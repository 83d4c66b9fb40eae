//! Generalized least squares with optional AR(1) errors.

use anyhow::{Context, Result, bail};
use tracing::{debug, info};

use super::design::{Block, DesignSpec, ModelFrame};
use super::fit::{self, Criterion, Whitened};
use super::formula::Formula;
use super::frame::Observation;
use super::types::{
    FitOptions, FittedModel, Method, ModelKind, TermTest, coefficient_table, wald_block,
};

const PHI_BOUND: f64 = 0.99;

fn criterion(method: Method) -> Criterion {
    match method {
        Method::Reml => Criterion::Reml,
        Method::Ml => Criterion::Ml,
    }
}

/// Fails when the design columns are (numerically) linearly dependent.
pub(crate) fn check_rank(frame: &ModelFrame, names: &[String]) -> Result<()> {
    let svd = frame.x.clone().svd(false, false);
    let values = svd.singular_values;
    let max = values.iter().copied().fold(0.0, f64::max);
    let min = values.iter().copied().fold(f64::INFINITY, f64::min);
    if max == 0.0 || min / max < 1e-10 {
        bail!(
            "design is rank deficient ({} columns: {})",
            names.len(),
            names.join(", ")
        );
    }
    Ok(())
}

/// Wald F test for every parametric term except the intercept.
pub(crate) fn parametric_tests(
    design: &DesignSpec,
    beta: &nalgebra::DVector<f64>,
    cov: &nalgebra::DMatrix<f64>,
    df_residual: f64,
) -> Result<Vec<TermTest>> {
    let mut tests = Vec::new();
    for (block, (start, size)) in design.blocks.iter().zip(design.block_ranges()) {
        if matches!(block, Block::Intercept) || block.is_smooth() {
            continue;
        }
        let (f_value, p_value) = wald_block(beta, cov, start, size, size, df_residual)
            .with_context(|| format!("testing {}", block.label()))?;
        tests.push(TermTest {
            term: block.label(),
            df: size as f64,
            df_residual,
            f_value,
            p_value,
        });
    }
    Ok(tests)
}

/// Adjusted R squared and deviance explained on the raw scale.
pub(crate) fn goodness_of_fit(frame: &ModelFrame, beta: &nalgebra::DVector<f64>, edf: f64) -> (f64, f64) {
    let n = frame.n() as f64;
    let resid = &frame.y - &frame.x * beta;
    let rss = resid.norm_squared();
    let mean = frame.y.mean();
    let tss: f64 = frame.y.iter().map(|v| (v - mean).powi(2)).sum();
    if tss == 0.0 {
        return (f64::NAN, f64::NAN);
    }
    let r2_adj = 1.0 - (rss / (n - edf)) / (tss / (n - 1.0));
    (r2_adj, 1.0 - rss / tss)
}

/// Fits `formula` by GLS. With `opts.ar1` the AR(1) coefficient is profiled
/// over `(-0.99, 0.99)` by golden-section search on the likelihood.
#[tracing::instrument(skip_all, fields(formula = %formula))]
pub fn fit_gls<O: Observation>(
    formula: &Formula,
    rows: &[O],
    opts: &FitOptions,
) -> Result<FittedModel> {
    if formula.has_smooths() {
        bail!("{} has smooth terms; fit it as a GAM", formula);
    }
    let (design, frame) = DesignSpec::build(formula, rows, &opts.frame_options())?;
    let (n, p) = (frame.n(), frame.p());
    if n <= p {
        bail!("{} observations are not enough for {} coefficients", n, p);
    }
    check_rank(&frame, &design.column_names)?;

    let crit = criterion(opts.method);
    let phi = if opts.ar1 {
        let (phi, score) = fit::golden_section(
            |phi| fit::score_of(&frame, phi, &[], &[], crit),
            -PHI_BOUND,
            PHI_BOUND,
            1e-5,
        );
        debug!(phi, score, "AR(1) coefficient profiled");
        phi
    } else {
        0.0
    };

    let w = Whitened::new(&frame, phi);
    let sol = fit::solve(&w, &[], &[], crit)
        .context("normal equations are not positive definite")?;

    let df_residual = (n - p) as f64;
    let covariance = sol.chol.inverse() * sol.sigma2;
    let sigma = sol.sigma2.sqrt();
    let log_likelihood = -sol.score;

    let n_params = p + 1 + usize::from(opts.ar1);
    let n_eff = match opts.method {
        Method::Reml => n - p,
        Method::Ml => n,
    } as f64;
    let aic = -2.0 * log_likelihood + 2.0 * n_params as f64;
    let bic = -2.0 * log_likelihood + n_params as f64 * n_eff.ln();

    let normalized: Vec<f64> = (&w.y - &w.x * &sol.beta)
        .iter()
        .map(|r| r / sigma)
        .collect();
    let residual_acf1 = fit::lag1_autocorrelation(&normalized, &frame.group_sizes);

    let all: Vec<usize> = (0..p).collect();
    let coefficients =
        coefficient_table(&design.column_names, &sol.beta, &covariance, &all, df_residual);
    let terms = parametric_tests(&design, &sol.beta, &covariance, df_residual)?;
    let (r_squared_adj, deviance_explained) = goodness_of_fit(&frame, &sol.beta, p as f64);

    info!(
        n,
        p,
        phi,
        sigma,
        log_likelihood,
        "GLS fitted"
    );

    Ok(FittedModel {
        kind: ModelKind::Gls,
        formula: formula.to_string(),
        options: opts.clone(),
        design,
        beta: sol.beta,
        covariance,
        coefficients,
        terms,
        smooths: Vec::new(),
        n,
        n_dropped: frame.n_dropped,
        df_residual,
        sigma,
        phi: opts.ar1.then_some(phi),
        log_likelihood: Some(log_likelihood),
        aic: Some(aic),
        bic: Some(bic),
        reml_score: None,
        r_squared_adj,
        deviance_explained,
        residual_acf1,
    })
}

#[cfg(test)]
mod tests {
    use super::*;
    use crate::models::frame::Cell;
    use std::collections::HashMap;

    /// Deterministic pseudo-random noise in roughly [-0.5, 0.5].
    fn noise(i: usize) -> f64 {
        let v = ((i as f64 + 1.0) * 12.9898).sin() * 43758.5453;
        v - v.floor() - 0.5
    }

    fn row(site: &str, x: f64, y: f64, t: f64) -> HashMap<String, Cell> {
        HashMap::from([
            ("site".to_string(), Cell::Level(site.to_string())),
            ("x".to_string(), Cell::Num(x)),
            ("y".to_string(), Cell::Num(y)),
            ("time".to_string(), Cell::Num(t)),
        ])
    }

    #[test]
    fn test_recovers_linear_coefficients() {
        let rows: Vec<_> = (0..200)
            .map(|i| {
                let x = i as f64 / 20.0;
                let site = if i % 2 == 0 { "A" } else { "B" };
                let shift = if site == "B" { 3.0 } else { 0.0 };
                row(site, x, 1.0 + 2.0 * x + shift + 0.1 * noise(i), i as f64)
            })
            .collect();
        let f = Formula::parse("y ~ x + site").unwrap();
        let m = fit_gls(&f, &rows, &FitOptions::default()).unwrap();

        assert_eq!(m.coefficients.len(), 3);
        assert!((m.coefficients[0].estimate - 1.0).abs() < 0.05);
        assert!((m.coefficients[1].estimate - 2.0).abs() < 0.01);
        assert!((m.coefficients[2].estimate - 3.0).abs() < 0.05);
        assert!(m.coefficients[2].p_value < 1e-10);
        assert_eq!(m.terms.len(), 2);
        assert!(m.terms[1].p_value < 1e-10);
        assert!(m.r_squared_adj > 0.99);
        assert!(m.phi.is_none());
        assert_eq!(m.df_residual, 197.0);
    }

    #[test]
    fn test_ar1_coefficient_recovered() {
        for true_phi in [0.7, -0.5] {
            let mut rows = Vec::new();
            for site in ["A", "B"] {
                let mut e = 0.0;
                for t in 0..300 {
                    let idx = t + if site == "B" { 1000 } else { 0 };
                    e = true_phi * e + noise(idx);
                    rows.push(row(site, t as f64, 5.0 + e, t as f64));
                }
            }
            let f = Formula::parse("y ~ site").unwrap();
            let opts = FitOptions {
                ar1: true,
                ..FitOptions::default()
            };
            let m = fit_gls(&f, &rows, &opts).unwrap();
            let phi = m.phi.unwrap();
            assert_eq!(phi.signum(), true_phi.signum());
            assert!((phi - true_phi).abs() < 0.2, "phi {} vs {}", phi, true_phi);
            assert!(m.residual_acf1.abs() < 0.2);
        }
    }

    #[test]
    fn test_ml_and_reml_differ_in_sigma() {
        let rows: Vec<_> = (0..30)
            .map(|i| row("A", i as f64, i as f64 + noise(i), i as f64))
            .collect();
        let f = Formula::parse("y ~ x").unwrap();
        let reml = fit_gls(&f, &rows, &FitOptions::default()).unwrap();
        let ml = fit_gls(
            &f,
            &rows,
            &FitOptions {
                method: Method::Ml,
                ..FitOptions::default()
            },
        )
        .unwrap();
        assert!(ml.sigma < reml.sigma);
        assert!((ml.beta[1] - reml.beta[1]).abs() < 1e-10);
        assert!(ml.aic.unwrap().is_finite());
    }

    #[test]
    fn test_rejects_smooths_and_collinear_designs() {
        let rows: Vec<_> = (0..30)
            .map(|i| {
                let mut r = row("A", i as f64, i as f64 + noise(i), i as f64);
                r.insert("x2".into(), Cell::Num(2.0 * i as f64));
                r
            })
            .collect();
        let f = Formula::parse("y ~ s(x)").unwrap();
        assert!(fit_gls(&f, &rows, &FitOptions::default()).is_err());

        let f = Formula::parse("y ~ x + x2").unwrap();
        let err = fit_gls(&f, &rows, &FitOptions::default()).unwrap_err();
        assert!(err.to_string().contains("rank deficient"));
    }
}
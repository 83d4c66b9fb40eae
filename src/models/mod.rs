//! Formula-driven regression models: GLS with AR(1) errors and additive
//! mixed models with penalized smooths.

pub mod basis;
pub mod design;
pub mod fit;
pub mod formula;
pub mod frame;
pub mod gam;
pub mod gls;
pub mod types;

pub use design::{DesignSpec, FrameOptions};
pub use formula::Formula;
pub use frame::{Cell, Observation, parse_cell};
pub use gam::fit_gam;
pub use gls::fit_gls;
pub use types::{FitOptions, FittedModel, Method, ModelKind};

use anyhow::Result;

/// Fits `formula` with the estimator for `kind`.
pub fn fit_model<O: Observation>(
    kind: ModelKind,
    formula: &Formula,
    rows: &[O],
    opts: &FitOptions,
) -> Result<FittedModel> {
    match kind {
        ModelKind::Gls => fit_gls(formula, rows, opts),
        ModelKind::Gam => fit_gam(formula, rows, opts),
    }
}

---

Work required
Word for word, quote the lines from the line containing "filename src/models/mod.rs" through the end of the material, both included, and nothing else.

Solution to this exercise
filename src/models/mod.rs
//! Formula-driven regression models: GLS with AR(1) errors and additive
//! mixed models with penalized smooths.

pub mod basis;
pub mod design;
pub mod fit;
pub mod formula;
pub mod frame;
pub mod gam;
pub mod gls;
pub mod types;

pub use design::{DesignSpec, FrameOptions};
pub use formula::Formula;
pub use frame::{Cell, Observation, parse_cell};
pub use gam::fit_gam;
pub use gls::fit_gls;
pub use types::{FitOptions, FittedModel, Method, ModelKind};

use anyhow::Result;

/// Fits `formula` with the estimator for `kind`.
pub fn fit_model<O: Observation>(
    kind: ModelKind,
    formula: &Formula,
    rows: &[O],
    opts: &FitOptions,
) -> Result<FittedModel> {
    match kind {
        ModelKind::Gls => fit_gls(formula, rows, opts),
        ModelKind::Gam => fit_gam(formula, rows, opts),
    }
}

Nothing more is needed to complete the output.